Single buffering caveats
Normally, blitting is done in a dual buffered environment to prevent screen tearing or disappearing objects on the screen. However, the single buffered blits only affect a single bitplane. This means the blits to the shared bitmap can be done in a small amount of time. Given that the bobs are 4 bitplanes deep, the 1 bitplane portion then takes 25% of the total blitter time**.

Taking into account the time spent by bitplane DMA for the 5 bitplane screen as used by the example however, the scanlines available below the visible display (used for the vertical blank etc) represent closer to 40% of the total free cycles for the Blitter***. This means that there's more than enough space during the vertical blank to deal with the 1 bitplane blits and so screen tearing is avoided.

It's worth pointing out that combining this effect as programmed here with mod/protracker player routines might cause some issues in regards to screen tearing depending on the CPU use of the routines used and whether or not CIA timing is used. Should such issues crop up, they can most likely be fixed by either decreasing the vertical size of the screen somewhat to compensate.

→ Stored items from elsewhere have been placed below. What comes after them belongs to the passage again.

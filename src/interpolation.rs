// Copyright 2017 Tristam MacDonald
//
// Licensed under the Apache License, Version 2.0 (the "License");
// you may not use this file except in compliance with the License.
// You may obtain a copy of the License at
//
//     http://www.apache.org/licenses/LICENSE-2.0
//
// Unless required by applicable law or agreed to in writing, software
// distributed under the License is distributed on an "AS IS" BASIS,
// WITHOUT WARRANTIES OR CONDITIONS OF ANY KIND, either express or implied.
// See the License for the specific language governing permissions and
// limitations under the License.

//! Edge-crossing interpolation modes.

use crate::error::MarchingError;
use std::str::FromStr;

/// How the crossing offset along a flipped grid edge is computed.
#[derive(Debug, Copy, Clone, PartialEq, Eq)]
pub enum Interpolation {
    /// Crossing is always placed at the edge midpoint.
    Halfway,
    /// Crossing is placed by linear interpolation of the two endpoint
    /// values.
    Linear,
    /// Crossing is placed by cosine interpolation of the two endpoint
    /// values.
    Cosine,
}

impl Default for Interpolation {
    fn default() -> Self {
        Interpolation::Linear
    }
}

impl FromStr for Interpolation {
    type Err = MarchingError;

    /// Parses case-insensitively, matching `Marching.py`'s
    /// `interpolation = str(interpolation).upper()`.
    fn from_str(s: &str) -> Result<Self, Self::Err> {
        match s.to_ascii_uppercase().as_str() {
            "HALFWAY" => Ok(Interpolation::Halfway),
            "LINEAR" => Ok(Interpolation::Linear),
            "COSINE" => Ok(Interpolation::Cosine),
            other => Err(MarchingError::InvalidInput(format!(
                "interpolation must be one of HALFWAY, LINEAR, COSINE; got {:?}",
                other
            ))),
        }
    }
}

impl Interpolation {
    /// Computes the crossing offset `t` in `[0, 1]` along an edge whose
    /// endpoints have zero-referenced values `v_a` and `v_b` of opposite
    /// sign.
    pub fn offset(self, v_a: f64, v_b: f64) -> f64 {
        match self {
            Interpolation::Halfway => 0.5,
            Interpolation::Linear => v_a / (v_a - v_b),
            Interpolation::Cosine => ((v_b + v_a) / (v_b - v_a)).acos() / std::f64::consts::PI,
        }
    }
}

Other options to fix such issues include making sure the Protracker player can't cause interrupts during the rasterline block used for blitting the 1 bitplane parts, sorting the objects in Y order so that the top ones are drawn first, using the Copper to set up the 1 bitplane blits instead, forcing the playback routine(s) to be called once per frame (after the 1 bitplane blits are done) instead of using CIA timers, choosing a faster replay routine, reducing the vertical size of the screen somewhat to compensate for the time the playback routines take or reducing the number of objects drawn.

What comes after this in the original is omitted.